On Wednesday, I posted an essay from Dennis Upkins titled “The Double Standards of Diversity,” as part of my guest blog series on representation in SF/F. Shortly thereafter, I began receiving comments and emails from people who were uncomfortable with Upkins’ history of violent rhetoric, particularly against women.

I haven’t made a habit of doing background checks on potential contributors. But as the complaints, links, and screenshots came out, I started looking into them. I also emailed Mr. Upkins about the concerns and asked him for his thoughts. He posted a response on his own blog yesterday.

For myself, there were several things I needed to sort out.

1. Complaints about Upkins’ tone. Some individuals were upset about the angry, aggressive tone of Upkins’ post. I’ve received similar comments on a few other posts. This isn’t a concern I’m worried about. Sometimes people get angry. Get over it. People have every right to be angry, resentful, bitter, and so on, especially when they’re dealing with systemic imbalances and prejudices.

2. Violent threats/rhetoric. Where’s the line between the tone argument and harassment/threats/abusiveness? That’s something people have been struggling with for a long time. Is a comment about visiting heterosexist women “with a lead pipe in tow” an actual threat or just blowing off steam? What about choking female slash authors with piano wire? Forcing birth control down a woman’s throat? In this case, the comments I was seeing from Upkins definitely crossed the line.

That said, while there was a pattern of this sort of comment, most of the links and screenshots were from 3-4 years ago. Upkins said he’d apologized, though I haven’t seen that link. He also said two friends pulled him aside and explained why that sort of comment was f**ked up. His New Year’s resolution of 2011 was to be more thoughtful and do better.

I think it’s important to be open to the possibility of growth and change. We all screw up sometimes. Some of us worse than others. Recognizing mistakes and trying to do better is both difficult and important.

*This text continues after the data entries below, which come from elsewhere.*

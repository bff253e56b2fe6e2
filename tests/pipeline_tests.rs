#![cfg(feature = "ingest")]

use std::path::Path;

use chrono::NaiveDate;
use fattura::core::*;
use fattura::ingest::*;
use rust_decimal_macros::dec;

fn fixture(name: &str) -> String {
    let path = Path::new(env!("CARGO_MANIFEST_DIR"))
        .join("tests/fixtures")
        .join(name);
    std::fs::read_to_string(&path).unwrap_or_else(|e| panic!("reading {}: {e}", path.display()))
}

fn store_with_operating_company() -> MemoryStore {
    let mut store = MemoryStore::new();
    store
        .register_operating_company(
            PartyBuilder::new("Cantina Rossi S.r.l.", "IT00000000099")
                .address("Via Roma", Some("12"))
                .city("Siena", "53100", "IT")
                .build(),
        )
        .unwrap();
    store
}

fn ingestor_with(options: IngestOptions) -> Ingestor<MemoryStore> {
    let store = store_with_operating_company();
    let operating = OperatingCompany::resolve(&store).unwrap();
    Ingestor::new(store, operating, options)
}

fn ingestor() -> Ingestor<MemoryStore> {
    ingestor_with(IngestOptions::default())
}

/// Row counts of every table, for "nothing was written" assertions.
fn row_counts(store: &MemoryStore) -> [usize; 6] {
    [
        store.companies().len(),
        store.products().len(),
        store.aliases().len(),
        store.discounts().len(),
        store.invoices().len(),
        store.lines().len(),
    ]
}

// --- Happy path ---

#[test]
fn purchase_end_to_end() {
    let mut ing = ingestor();
    let xml = fixture("purchase_single_line.xml");

    let outcome = ing.ingest(&Upload::new("IT00000000001_2024-001.xml", xml.as_bytes()));

    assert_eq!(outcome.kind(), OutcomeKind::Success);
    assert_eq!(
        outcome.message(),
        "Fattura n. 2024-001 di Vetreria Toscana S.p.A. caricata con successo!"
    );
    let invoice = outcome.invoice().unwrap().clone();
    assert_eq!(invoice.number, "2024-001");
    assert_eq!(invoice.direction, Direction::Purchase);
    assert_eq!(invoice.issue_date, NaiveDate::from_ymd_opt(2024, 3, 15).unwrap());
    assert_eq!(invoice.currency, "EUR");
    assert_eq!(invoice.taxable_amount, dec!(50.00));
    assert_eq!(invoice.vat_amount, dec!(11.00));
    assert_eq!(invoice.total_amount, dec!(61.00));
    assert_eq!(invoice.notes, "Fornitura bottiglie");
    assert_eq!(invoice.source_file, "IT00000000001_2024-001.xml");

    let store = ing.store();
    let issuer = store.find_company_by_vat_id("IT00000000001").unwrap().unwrap();
    assert_eq!(invoice.issuer_id, issuer.id);
    assert_eq!(issuer.address, "Via dei Vetrai 4");
    assert!(!issuer.is_operating);
    assert_eq!(invoice.receiver_id, ing.operating_company().id);
    // The receiver is the existing operating company, not a new record.
    assert_eq!(store.companies().len(), 2);

    let lines = store.invoice_lines(invoice.id).unwrap();
    assert_eq!(lines.len(), 1);
    assert_eq!(lines[0].line_number, 1);
    assert_eq!(lines[0].quantity, dec!(10));
    assert_eq!(lines[0].unit_price, dec!(5.00));
    assert_eq!(lines[0].vat_rate, dec!(22));
    assert_eq!(lines[0].line_total, dec!(50.00));
    assert_eq!(lines[0].external_product_code, "BTG750");
    assert_eq!(lines[0].discount_id, None);

    assert_eq!(store.products().len(), 1);
    assert_eq!(store.aliases().len(), 1);
    assert_eq!(store.aliases()[0].supplier_id, issuer.id);
}

#[test]
fn sale_with_discount_and_unordered_lines() {
    let mut ing = ingestor();
    let xml = fixture("sale_multi_line.xml");

    let outcome = ing.ingest(&Upload::new("vendita.xml", xml.as_bytes()));
    assert_eq!(outcome.kind(), OutcomeKind::Success, "{}", outcome.message());

    let invoice = outcome.invoice().unwrap();
    assert_eq!(invoice.direction, Direction::Sale);
    assert_eq!(invoice.issuer_id, ing.operating_company().id);
    assert_eq!(invoice.taxable_amount, dec!(85.50));
    assert_eq!(invoice.vat_amount, dec!(16.65));
    assert_eq!(invoice.notes, "Vendita diretta\nRitiro in cantina");

    let store = ing.store();
    let customer = store.company(invoice.receiver_id).unwrap();
    assert_eq!(customer.name, "Mario Rossi");
    assert_eq!(customer.vat_id, "RSSMRA80A01H501U");

    // Lines are written in ascending line-number order.
    let written: Vec<u32> = store.lines().iter().map(|l| l.line_number).collect();
    assert_eq!(written, vec![1, 2]);

    let discounted = &store.lines()[0];
    let discount_id = discounted.discount_id.unwrap();
    let discount = store.discounts().iter().find(|d| d.id == discount_id).unwrap();
    assert_eq!(discount.percentage, dec!(10));
    assert_eq!(discount.description, "Sconto da fattura elettronica");
    assert_eq!(store.lines()[1].discount_id, None);
}

#[test]
fn sale_with_unprefixed_vat_is_issued_by_operating_company() {
    let mut ing = ingestor();
    let xml = fixture("sale_multi_line.xml").replacen(
        "<IdCodice>IT00000000099</IdCodice>",
        "<IdCodice>00000000099</IdCodice>",
        1,
    );
    let upload = Upload::new("vendita.xml", xml.as_bytes());

    let outcome = ing.ingest(&upload);
    assert_eq!(outcome.kind(), OutcomeKind::Success, "{}", outcome.message());
    let invoice = outcome.invoice().unwrap();
    assert_eq!(invoice.direction, Direction::Sale);
    assert_eq!(invoice.issuer_id, ing.operating_company().id);
    // Operating company plus the customer; no second record for 00000000099.
    assert_eq!(ing.store().companies().len(), 2);
    assert!(ing.store().find_company_by_vat_id("00000000099").unwrap().is_none());

    let before = row_counts(ing.store());
    assert_eq!(ing.ingest(&upload).kind(), OutcomeKind::Duplicate);
    assert_eq!(row_counts(ing.store()), before);
}

#[test]
fn purchase_to_unprefixed_vat_is_received_by_operating_company() {
    let mut ing = ingestor();
    let xml = fixture("purchase_single_line.xml").replace(
        "<IdCodice>IT00000000099</IdCodice>",
        "<IdCodice>00000000099</IdCodice>",
    );

    let outcome = ing.ingest(&Upload::new("acquisto.xml", xml.as_bytes()));
    assert_eq!(outcome.kind(), OutcomeKind::Success, "{}", outcome.message());
    assert_eq!(outcome.invoice().unwrap().receiver_id, ing.operating_company().id);
    assert_eq!(ing.store().companies().len(), 2);
}

// --- Duplicate guard ---

#[test]
fn reupload_is_duplicate_and_writes_nothing() {
    let mut ing = ingestor();
    let xml = fixture("purchase_single_line.xml");
    let upload = Upload::new("IT00000000001_2024-001.xml", xml.as_bytes());

    assert_eq!(ing.ingest(&upload).kind(), OutcomeKind::Success);
    let before = row_counts(ing.store());

    let again = ing.ingest(&upload);
    assert_eq!(again.kind(), OutcomeKind::Duplicate);
    assert_eq!(
        again.message(),
        "La fattura n. 2024-001 di Vetreria Toscana S.p.A. è già presente nel sistema."
    );
    assert_eq!(again.invoice(), None);
    assert_eq!(row_counts(ing.store()), before);
}

#[test]
fn same_number_from_other_issuer_is_not_duplicate() {
    let mut ing = ingestor();
    let xml = fixture("purchase_single_line.xml");
    let other = xml
        .replace("<IdCodice>IT00000000001</IdCodice>", "<IdCodice>IT00000000002</IdCodice>")
        .replace("Vetreria Toscana S.p.A.", "Vetreria Ligure S.r.l.");

    assert_eq!(ing.ingest(&Upload::new("a.xml", xml.as_bytes())).kind(), OutcomeKind::Success);
    assert_eq!(ing.ingest(&Upload::new("b.xml", other.as_bytes())).kind(), OutcomeKind::Success);
    assert_eq!(ing.store().invoices().len(), 2);
    // Same description, different supplier: one product, two aliases.
    assert_eq!(ing.store().products().len(), 1);
    assert_eq!(ing.store().aliases().len(), 2);
}

// --- Errors and atomicity ---

#[test]
fn missing_date_fails_and_rolls_back() {
    let mut ing = ingestor();
    let before = row_counts(ing.store());
    let xml = fixture("purchase_missing_date.xml");

    let outcome = ing.ingest(&Upload::new("purchase_missing_date.xml", xml.as_bytes()));

    assert_eq!(outcome.kind(), OutcomeKind::Error);
    assert!(
        outcome
            .message()
            .starts_with("Errore nel parsing del file purchase_missing_date.xml: "),
        "{}",
        outcome.message()
    );
    assert!(outcome.message().contains("issue_date"));
    // The issuer created before the header failed is gone too.
    assert_eq!(row_counts(ing.store()), before);
    assert!(ing.store().find_company_by_vat_id("IT00000000007").unwrap().is_none());
}

#[test]
fn failing_line_rolls_back_header_and_master_data() {
    let mut ing = ingestor();
    let before = row_counts(ing.store());
    let xml = fixture("purchase_single_line.xml");
    let start = xml.find("<DettaglioLinee>").unwrap();
    let end = xml.find("</DettaglioLinee>").unwrap() + "</DettaglioLinee>".len();
    let block = &xml[start..end];
    let doubled = xml.replacen(block, &format!("{block}{block}"), 1);

    let outcome = ing.ingest(&Upload::new("doppia.xml", doubled.as_bytes()));

    assert_eq!(outcome.kind(), OutcomeKind::Error);
    assert!(outcome.message().contains("line_number"), "{}", outcome.message());
    assert_eq!(row_counts(ing.store()), before);
}

#[test]
fn summary_overflow_is_an_error_not_a_panic() {
    let mut ing = ingestor();
    let before = row_counts(ing.store());
    let xml = fixture("purchase_single_line.xml");
    let start = xml.find("<DatiRiepilogo>").unwrap();
    let end = xml.find("</DatiRiepilogo>").unwrap() + "</DatiRiepilogo>".len();
    let huge = xml[start..end].replace(
        "<ImponibileImporto>50.00</ImponibileImporto>",
        "<ImponibileImporto>79228162514264337593543950335</ImponibileImporto>",
    );
    let overflowing = xml.replacen(&xml[start..end], &format!("{huge}{huge}"), 1);

    let outcome = ing.ingest(&Upload::new("enorme.xml", overflowing.as_bytes()));

    assert_eq!(outcome.kind(), OutcomeKind::Error);
    assert!(
        outcome.message().starts_with("Errore nel parsing del file enorme.xml: "),
        "{}",
        outcome.message()
    );
    assert!(outcome.message().contains("ImponibileImporto"));
    assert_eq!(row_counts(ing.store()), before);
}

#[test]
fn line_total_overflow_is_an_error_not_a_panic() {
    let mut ing = ingestor();
    let xml = fixture("purchase_zero_summary.xml")
        .replace("<PrezzoTotale>20.00</PrezzoTotale>", "<PrezzoTotale>79228162514264337593543950335</PrezzoTotale>")
        .replace("<PrezzoTotale>10.00</PrezzoTotale>", "<PrezzoTotale>79228162514264337593543950335</PrezzoTotale>");

    let outcome = ing.ingest(&Upload::new("righe.xml", xml.as_bytes()));

    assert_eq!(outcome.kind(), OutcomeKind::Error);
    assert!(outcome.message().contains("PrezzoTotale"), "{}", outcome.message());
}

#[test]
fn non_xml_file_name_is_rejected() {
    let mut ing = ingestor();
    let before = row_counts(ing.store());
    let xml = fixture("purchase_single_line.xml");

    let outcome = ing.ingest(&Upload::new("fattura.pdf", xml.as_bytes()));
    assert_eq!(outcome.kind(), OutcomeKind::Error);
    assert_eq!(outcome.message(), "Il file deve essere in formato XML");
    assert_eq!(row_counts(ing.store()), before);
}

#[test]
fn extension_gate_can_be_disabled() {
    let options = IngestConfig::from_toml("require_xml_extension = false")
        .unwrap()
        .options();
    let mut ing = ingestor_with(options);
    let xml = fixture("purchase_single_line.xml");

    let outcome = ing.ingest(&Upload::new("upload.bin", xml.as_bytes()));
    assert_eq!(outcome.kind(), OutcomeKind::Success);
}

#[test]
fn malformed_document_names_the_file() {
    let mut ing = ingestor();
    let outcome = ing.ingest(&Upload::new("rotta.xml", b"<FatturaElettronica><Header>"));
    assert_eq!(outcome.kind(), OutcomeKind::Error);
    assert!(outcome.message().starts_with("Errore nel parsing del file rotta.xml: "));
}

#[test]
fn english_messages() {
    let options = IngestConfig::from_toml("locale = \"en\"").unwrap().options();
    let mut ing = ingestor_with(options);
    let xml = fixture("purchase_single_line.xml");
    let upload = Upload::new("a.xml", xml.as_bytes());

    assert_eq!(
        ing.ingest(&upload).message(),
        "Invoice no. 2024-001 from Vetreria Toscana S.p.A. uploaded successfully!"
    );
    assert_eq!(
        ing.ingest(&upload).message(),
        "Invoice no. 2024-001 from Vetreria Toscana S.p.A. is already on file."
    );
    assert_eq!(
        ing.ingest(&Upload::new("a.txt", xml.as_bytes())).message(),
        "The file must be in XML format"
    );
}

// --- Batches ---

#[test]
fn batch_reports_one_entry_per_file_in_order() {
    let mut ing = ingestor();
    let purchase = fixture("purchase_single_line.xml");
    let sale = fixture("sale_multi_line.xml");

    let reports = ing.ingest_batch([
        Upload::new("acquisto.xml", purchase.as_bytes()),
        Upload::new("acquisto-bis.xml", purchase.as_bytes()),
        Upload::new("scansione.pdf", b"%PDF-1.7"),
        Upload::new("vendita.xml", sale.as_bytes()),
    ]);

    let statuses: Vec<OutcomeKind> = reports.iter().map(|r| r.status).collect();
    assert_eq!(
        statuses,
        vec![
            OutcomeKind::Success,
            OutcomeKind::Duplicate,
            OutcomeKind::Error,
            OutcomeKind::Success
        ]
    );
    let names: Vec<&str> = reports.iter().map(|r| r.filename.as_str()).collect();
    assert_eq!(names, vec!["acquisto.xml", "acquisto-bis.xml", "scansione.pdf", "vendita.xml"]);
    assert_eq!(reports[0].invoice_id, Some(InvoiceId(1)));
    assert_eq!(reports[1].invoice_id, None);
    assert_eq!(reports[3].invoice_id, Some(InvoiceId(2)));
}

#[test]
fn report_json() {
    let mut ing = ingestor();
    let xml = fixture("purchase_single_line.xml");
    let reports = ing.ingest_batch([Upload::new("IT00000000001_2024-001.xml", xml.as_bytes())]);

    let json = serde_json::to_string_pretty(&reports[0]).unwrap();
    insta::assert_snapshot!(json, @r#"
    {
      "filename": "IT00000000001_2024-001.xml",
      "status": "success",
      "invoice_id": 1,
      "message": "Fattura n. 2024-001 di Vetreria Toscana S.p.A. caricata con successo!"
    }
    "#);
}

// --- Snapshot persistence ---

#[test]
fn saved_store_keeps_duplicate_guard() {
    let dir = tempfile::tempdir().unwrap();
    let path = dir.path().join("store.json");
    let xml = fixture("purchase_single_line.xml");
    let upload = Upload::new("a.xml", xml.as_bytes());

    let mut ing = ingestor();
    assert_eq!(ing.ingest(&upload).kind(), OutcomeKind::Success);
    let counts = row_counts(ing.store());
    ing.into_store().save(&path).unwrap();

    let store = MemoryStore::load(&path).unwrap();
    assert_eq!(row_counts(&store), counts);
    let operating = OperatingCompany::resolve(&store).unwrap();
    let mut ing = Ingestor::new(store, operating, IngestOptions::default());
    assert_eq!(ing.ingest(&upload).kind(), OutcomeKind::Duplicate);

    // Sequences survive the round trip: the next invoice gets a fresh id.
    let sale = fixture("sale_multi_line.xml");
    let outcome = ing.ingest(&Upload::new("b.xml", sale.as_bytes()));
    assert_eq!(outcome.invoice().unwrap().id, InvoiceId(2));
}

#[test]
fn missing_snapshot_is_an_empty_store() {
    let dir = tempfile::tempdir().unwrap();
    let store = MemoryStore::load(&dir.path().join("absent.json")).unwrap();
    assert_eq!(row_counts(&store), [0; 6]);
}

3. Personal issues with Steve Berman. Part of Upkins’ post involved criticism of Lethe Press/Steve Berman as homophobic and bigoted, based on an interaction over a story Upkins submitted to a Civil War anthology  Berman was editing for Prime Books. I don’t know what actually happened here, and I think it’s totally valid to complain about being asked to “remove the gay” from a story. At the same time, multiple others who were involved with the same project have said what happened was more along the lines of the publisher deciding they already had several stories with gay protagonists, and didn’t want to add more. While I think that’s still worth discussing, that expectation came from the publisher–Prime Books, not Lethe Press–and Berman was simply working within the publisher’s guidelines. It also sounds like there are personal issues between Berman and Upkins that go beyond this anthology.

4. Upkins’ response to these concerns. When Upkins blogged about these things, he said, “It’s one thing to dislike someone. It’s one thing to have issues or concerns with an individual. It is more than fair to voice said concerns. Everyone is entitled to their opinion.” So far, so good. But he also characterized complaints as coming from white trolls who were afraid of the Big Scary Black Man. He referred to them as losers, sociopaths, and thugs.

The people voicing their concerns and discomfort are not all white, as it turns out. Nor is it just a handful of “stalkers” following Upkins around to harass him.

I get that it’s hard when you’ve got a lot of people posting negative comments calling you out for your behavior. It’s not fun. In fact, it sucks. If people have, as he claims, stalked his blog looking for dirt on his loved ones, then yeah, those people have crossed the line. But while Upkins did seem willing to listen to his friends and change his behavior at least somewhat back in 2011, he seems unwilling to acknowledge that there could be any validity or anything worth listening to from these comments.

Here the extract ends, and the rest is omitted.